About this task: Would you copy every line of the listing below that includes the word "TitleTooLong"?

[Opening Given data section]

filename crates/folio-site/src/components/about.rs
//! About section.

use dioxus::prelude::*;

use crate::content::{SectionId, ABOUT_PARAGRAPHS};

use super::reveal::{reveal_class, transition_style, use_reveal, RevealOptions};

#[component]
pub fn About() -> Element {
    let anchor = SectionId::About.anchor();
    let revealed = use_reveal(anchor.to_string(), RevealOptions::SECTION);

    rsx! {
        section {
            id: "{anchor}",
            class: "about-section",

            div {
                class: "about-content {reveal_class(revealed())}",
                style: "{transition_style(RevealOptions::SECTION.duration_ms, 0)}",

                h2 { class: "section-title", "About Me" }

                for paragraph in ABOUT_PARAGRAPHS.iter() {
                    p { class: "about-description", "{paragraph}" }
                }
            }
        }
    }
}
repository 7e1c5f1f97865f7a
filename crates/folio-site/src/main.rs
//! Entry point for the portfolio.

use anyhow::Context;
use clap::Parser;
use dioxus::desktop::{Config, LogicalSize, WindowBuilder};

use folio_site::components::App;
use folio_site::config::SiteConfig;
use folio_site::content::DISPLAY_NAME;

/// CSS styles embedded at compile time.
const STYLES_CSS: &str = include_str!("../assets/styles.css");

fn main() -> anyhow::Result<()> {
    let config = SiteConfig::parse();
    let log_guard = config
        .init_logging()
        .context("failed to initialize logging")?;

    tracing::info!(
        theme = config.theme.css_value(),
        width = config.width,
        height = config.height,
        file_logging = log_guard.has_file_writer(),
        "Starting portfolio"
    );

    let window = WindowBuilder::new()
        .with_title(format!("{DISPLAY_NAME} - Portfolio"))
        .with_inner_size(LogicalSize::new(config.width, config.height));

    config.install();

    dioxus::LaunchBuilder::desktop()
        .with_cfg(
            Config::new()
                .with_window(window)
                .with_custom_head(format!("<style>{}</style>", STYLES_CSS)),
        )
        .launch(App);

    Ok(())
}
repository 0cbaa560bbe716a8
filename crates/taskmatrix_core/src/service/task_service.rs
//! Task use-case service.
//!
//! # Responsibility
//! - Own create/update field-validation rules and patch semantics.
//! - Compose filter and sort input into storage-ready values, then delegate
//!   execution to the repository.
//!
//! # Invariants
//! - Absence in `get` and an empty `list` result are normal outcomes, never
//!   errors; `update`/`delete` on a missing id is `NotFound`.
//! - Unrecognized sort input degrades to defaults instead of failing.
//! - Operations are all-or-nothing; no partial-success states exist.

use crate::model::task::{Task, TaskDraft, TaskId, TaskPatch, TaskValidationError};
use crate::query::criteria::{FilterCriteria, Predicate};
use crate::query::sort::SortSpec;
use crate::repo::task_repo::{RepoError, TaskRepository};
use log::{debug, info};
use std::error::Error;
use std::fmt::{Display, Formatter};

pub type ServiceResult<T> = Result<T, ServiceError>;

/// Error surface of the task service.
///
/// `Validation` and `NotFound` are the recoverable caller-facing kinds; the
/// API layer maps them to transport responses. `Repo` carries storage
/// failures through unchanged.
#[derive(Debug)]
pub enum ServiceError {
    Validation(TaskValidationError),
    NotFound(TaskId),
    Repo(RepoError),
}

impl Display for ServiceError {
    fn fmt(&self, f: &mut Formatter<'_>) -> std::fmt::Result {
        match self {
            Self::Validation(err) => write!(f, "{err}"),
            Self::NotFound(id) => write!(f, "task not found: {id}"),
            Self::Repo(err) => write!(f, "{err}"),
        }
    }
}

impl Error for ServiceError {
    fn source(&self) -> Option<&(dyn Error + 'static)> {
        match self {
            Self::Validation(err) => Some(err),
            Self::NotFound(_) => None,
            Self::Repo(err) => Some(err),
        }
    }
}

impl From<TaskValidationError> for ServiceError {
    fn from(value: TaskValidationError) -> Self {
        Self::Validation(value)
    }
}

impl From<RepoError> for ServiceError {
    fn from(value: RepoError) -> Self {
        match value {
            RepoError::Validation(err) => Self::Validation(err),
            RepoError::NotFound(id) => Self::NotFound(id),
            other => Self::Repo(other),
        }
    }
}

/// Use-case service for task CRUD and filtered queries.
pub struct TaskService<R: TaskRepository> {
    repo: R,
}

impl<R: TaskRepository> TaskService<R> {
    /// Creates a service using the provided repository implementation.
    pub fn new(repo: R) -> Self {
        Self { repo }
    }

    /// Creates a new task from a validated draft.
    ///
    /// # Errors
    /// `Validation` when the title is blank/overlong or either priority axis
    /// is missing.
    pub fn create(&self, draft: &TaskDraft) -> ServiceResult<Task> {
        draft.validate()?;
        let task = self.repo.create(draft)?;
        info!(
            "event=task_create module=service status=ok id={} quadrant={:?}",
            task.id,
            task.quadrant()
        );
        Ok(task)
    }

    /// Gets one task by id. Absence is `Ok(None)`, not an error.
    pub fn get(&self, id: TaskId) -> ServiceResult<Option<Task>> {
        Ok(self.repo.find_by_id(id)?)
    }

    /// Lists tasks matching the criteria, in the requested order.
    ///
    /// Composes the predicate and sort spec, then delegates execution to the
    /// storage collaborator. An empty result set is a normal outcome.
    pub fn list(
        &self,
        criteria: &FilterCriteria,
        sort_by: Option<&str>,
        sort_dir: Option<&str>,
    ) -> ServiceResult<Vec<Task>> {
        let predicate = Predicate::from_criteria(criteria);
        let sort = SortSpec::resolve(sort_by, sort_dir);
        let tasks = self.repo.find_all(&predicate, sort)?;
        debug!(
            "event=task_list module=service status=ok constraints={} matches={}",
            predicate.constraints().len(),
            tasks.len()
        );
        Ok(tasks)
    }

    /// Applies a partial update to an existing task and returns the stored
    /// result.
    ///
    /// An absent patch title/importance/urgency keeps the stored value;
    /// details, label and due date are overwritten with whatever the patch
    /// carries, including `None`.
    ///
    /// # Errors
    /// - `NotFound` when no task with `id` exists.
    /// - `Validation` when a supplied title is blank or a bounded field is
    ///   overlong.
    pub fn update(&self, id: TaskId, patch: &TaskPatch) -> ServiceResult<Task> {
        patch.validate()?;
        let Some(stored) = self.repo.find_by_id(id)? else {
            return Err(ServiceError::NotFound(id));
        };

        let next = patch.apply_to(&stored);
        self.repo.update(&next)?;
        info!("event=task_update module=service status=ok id={id}");
        Ok(next)
    }

    /// Deletes a task by id.
    ///
    /// # Errors
    /// `NotFound` when no task with `id` exists.
    pub fn delete(&self, id: TaskId) -> ServiceResult<()> {
        if !self.repo.exists_by_id(id)? {
            return Err(ServiceError::NotFound(id));
        }
        self.repo.delete_by_id(id)?;
        info!("event=task_delete module=service status=ok id={id}");
        Ok(())
    }
}
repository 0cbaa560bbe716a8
//! Task record, request shapes and field validation.
//!
//! # Responsibility
//! - Define the canonical task record persisted by the repository.
//! - Define create/update request shapes and the validation rules shared by
//!   both write paths.
//!
//! # Invariants
//! - `id` is assigned by storage on first save and never changes.
//! - `importance` and `urgency` are required on every persisted task.
//! - `title` is non-blank and at most [`MAX_TITLE_CHARS`] characters.

use crate::model::quadrant::Quadrant;
use chrono::NaiveDate;
use serde::{Deserialize, Serialize};
use std::error::Error;
use std::fmt::{Display, Formatter};

/// Storage-assigned numeric identity for a task.
///
/// Kept as a type alias to make semantic intent explicit in signatures.
pub type TaskId = i64;

/// Maximum title length in characters.
pub const MAX_TITLE_CHARS: usize = 255;
/// Maximum label length in characters.
pub const MAX_LABEL_CHARS: usize = 100;

/// Importance axis of the priority matrix.
#[derive(Debug, Clone, Copy, PartialEq, Eq, Hash, Serialize, Deserialize)]
#[serde(rename_all = "snake_case")]
pub enum Importance {
    Important,
    NotImportant,
}

/// Urgency axis of the priority matrix.
#[derive(Debug, Clone, Copy, PartialEq, Eq, Hash, Serialize, Deserialize)]
#[serde(rename_all = "snake_case")]
pub enum Urgency {
    Urgent,
    NotUrgent,
}

/// Canonical persisted task record.
#[derive(Debug, Clone, PartialEq, Eq, Serialize, Deserialize)]
pub struct Task {
    /// Assigned by storage on insert.
    pub id: TaskId,
    /// Required, non-blank.
    pub title: String,
    /// Free-form body text, unbounded.
    pub details: Option<String>,
    /// Short tag used for substring filtering.
    pub label: Option<String>,
    /// Calendar date without a time component.
    pub due_date: Option<NaiveDate>,
    pub importance: Importance,
    pub urgency: Urgency,
}

impl Task {
    /// Derives the priority quadrant from the stored axes.
    pub fn quadrant(&self) -> Quadrant {
        Quadrant::classify(self.importance, self.urgency)
    }

    /// Checks field-level constraints before a write.
    ///
    /// # Errors
    /// - [`TaskValidationError::TitleMissing`] when the title is blank.
    /// - [`TaskValidationError::TitleTooLong`] / [`TaskValidationError::LabelTooLong`]
    ///   when a bounded field exceeds its limit.
    pub fn validate(&self) -> Result<(), TaskValidationError> {
        validate_title(&self.title)?;
        validate_label(self.label.as_deref())?;
        Ok(())
    }
}

/// Create request for a new task.
///
/// Importance and urgency are optional here so validation can report the
/// missing field instead of the request shape being unrepresentable.
#[derive(Debug, Clone, Default, PartialEq, Eq, Serialize, Deserialize)]
pub struct TaskDraft {
    pub title: String,
    pub details: Option<String>,
    pub label: Option<String>,
    pub due_date: Option<NaiveDate>,
    pub importance: Option<Importance>,
    pub urgency: Option<Urgency>,
}

impl TaskDraft {
    /// Checks the create-path constraints.
    ///
    /// # Errors
    /// Returns the first violated rule: blank/overlong title, overlong label,
    /// or a missing importance/urgency axis.
    pub fn validate(&self) -> Result<(), TaskValidationError> {
        validate_title(&self.title)?;
        validate_label(self.label.as_deref())?;
        if self.importance.is_none() {
            return Err(TaskValidationError::ImportanceMissing);
        }
        if self.urgency.is_none() {
            return Err(TaskValidationError::UrgencyMissing);
        }
        Ok(())
    }
}

/// Partial update for an existing task.
///
/// Field semantics differ by group:
/// - `title`, `importance`, `urgency`: `None` keeps the stored value.
/// - `details`, `label`, `due_date`: always overwrite, so `None` clears the
///   stored value. These fields carry no required-non-null invariant.
#[derive(Debug, Clone, Default, PartialEq, Eq, Serialize, Deserialize)]
pub struct TaskPatch {
    pub title: Option<String>,
    pub details: Option<String>,
    pub label: Option<String>,
    pub due_date: Option<NaiveDate>,
    pub importance: Option<Importance>,
    pub urgency: Option<Urgency>,
}

impl TaskPatch {
    /// Checks the update-path constraints.
    ///
    /// A supplied title must be non-blank; an absent title is fine because it
    /// means "keep the stored one".
    pub fn validate(&self) -> Result<(), TaskValidationError> {
        if let Some(title) = self.title.as_deref() {
            validate_title(title)?;
        }
        validate_label(self.label.as_deref())?;
        Ok(())
    }

    /// Folds this patch into a stored task, yielding the next persisted state.
    pub fn apply_to(&self, task: &Task) -> Task {
        Task {
            id: task.id,
            title: self
                .title
                .clone()
                .unwrap_or_else(|| task.title.clone()),
            details: self.details.clone(),
            label: self.label.clone(),
            due_date: self.due_date,
            importance: self.importance.unwrap_or(task.importance),
            urgency: self.urgency.unwrap_or(task.urgency),
        }
    }
}

/// Field-level validation failure for create/update requests.
#[derive(Debug, Clone, Copy, PartialEq, Eq)]
pub enum TaskValidationError {
    TitleMissing,
    TitleTooLong { chars: usize },
    LabelTooLong { chars: usize },
    ImportanceMissing,
    UrgencyMissing,
}

impl Display for TaskValidationError {
    fn fmt(&self, f: &mut Formatter<'_>) -> std::fmt::Result {
        match self {
            Self::TitleMissing => write!(f, "task title cannot be null or blank"),
            Self::TitleTooLong { chars } => write!(
                f,
                "task title is {chars} characters, maximum is {MAX_TITLE_CHARS}"
            ),
            Self::LabelTooLong { chars } => write!(
                f,
                "task label is {chars} characters, maximum is {MAX_LABEL_CHARS}"
            ),
            Self::ImportanceMissing => write!(f, "task importance cannot be null"),
            Self::UrgencyMissing => write!(f, "task urgency cannot be null"),
        }
    }
}

impl Error for TaskValidationError {}

fn validate_title(title: &str) -> Result<(), TaskValidationError> {
    if title.trim().is_empty() {
        return Err(TaskValidationError::TitleMissing);
    }
    let chars = title.chars().count();
    if chars > MAX_TITLE_CHARS {
        return Err(TaskValidationError::TitleTooLong { chars });
    }
    Ok(())
}

fn validate_label(label: Option<&str>) -> Result<(), TaskValidationError> {
    if let Some(label) = label {
        let chars = label.chars().count();
        if chars > MAX_LABEL_CHARS {
            return Err(TaskValidationError::LabelTooLong { chars });
        }
    }
    Ok(())
}
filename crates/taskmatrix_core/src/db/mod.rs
//! SQLite storage bootstrap and schema migration entry points.
//!
//! # Responsibility
//! - Open and configure SQLite connections for the task matrix core.
//! - Apply schema migrations in deterministic order.
//!
//! # Invariants
//! - Migration version is tracked via `PRAGMA user_version`.
//! - Core code must not read/write application data before migrations
//!   succeed.

use std::error::Error;
use std::fmt::{Display, Formatter};

pub mod migrations;
mod open;

pub use open::{open_db, open_db_in_memory};

pub type DbResult<T> = Result<T, DbError>;

#[derive(Debug)]
pub enum DbError {
    Sqlite(rusqlite::Error),
    UnsupportedSchemaVersion {
        db_version: u32,
        latest_supported: u32,
    },
}

impl Display for DbError {
    fn fmt(&self, f: &mut Formatter<'_>) -> std::fmt::Result {
        match self {
            Self::Sqlite(err) => write!(f, "{err}"),
            Self::UnsupportedSchemaVersion {
                db_version,
                latest_supported,
            } => write!(
                f,
                "database schema version {db_version} is newer than supported {latest_supported}"
            ),
        }
    }
}

impl Error for DbError {
    fn source(&self) -> Option<&(dyn Error + 'static)> {
        match self {
            Self::Sqlite(err) => Some(err),
            Self::UnsupportedSchemaVersion { .. } => None,
        }
    }
}

impl From<rusqlite::Error> for DbError {
    fn from(value: rusqlite::Error) -> Self {
        Self::Sqlite(value)
    }
}
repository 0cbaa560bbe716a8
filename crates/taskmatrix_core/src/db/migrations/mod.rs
//! SQLite migration registry and executor.
//!
//! # Responsibility
//! - Register schema migrations in strictly increasing order.
//! - Apply pending migrations atomically.
//!
//! # Invariants
//! - `version` values must remain monotonic.
//! - Applied migration version is mirrored to `PRAGMA user_version`.

use crate::db::{DbError, DbResult};
use rusqlite::Connection;

#[derive(Debug, Clone, Copy)]
struct Migration {
    version: u32,
    sql: &'static str,
}

const MIGRATIONS: &[Migration] = &[Migration {
    version: 1,
    sql: include_str!("0001_init.sql"),
}];

/// Returns the latest migration version known by this binary.
pub fn latest_version() -> u32 {
    MIGRATIONS.last().map_or(0, |migration| migration.version)
}

/// Applies all pending migrations on the provided connection.
pub fn apply_migrations(conn: &mut Connection) -> DbResult<()> {
    let current_version = current_user_version(conn)?;
    let latest = latest_version();

    if current_version > latest {
        return Err(DbError::UnsupportedSchemaVersion {
            db_version: current_version,
            latest_supported: latest,
        });
    }

    if current_version == latest {
        return Ok(());
    }

    let tx = conn.transaction()?;
    for migration in MIGRATIONS {
        if migration.version <= current_version {
            continue;
        }

        tx.execute_batch(migration.sql)?;
        tx.execute_batch(&format!("PRAGMA user_version = {};", migration.version))?;
    }
    tx.commit()?;

    Ok(())
}

fn current_user_version(conn: &Connection) -> DbResult<u32> {
    let version = conn.query_row("PRAGMA user_version;", [], |row| row.get::<_, u32>(0))?;
    Ok(version)
}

[Closing Given data section]

Response to this task:
    /// - [`TaskValidationError::TitleTooLong`] / [`TaskValidationError::LabelTooLong`]
    TitleTooLong { chars: usize },
            Self::TitleTooLong { chars } => write!(
        return Err(TaskValidationError::TitleTooLong { chars });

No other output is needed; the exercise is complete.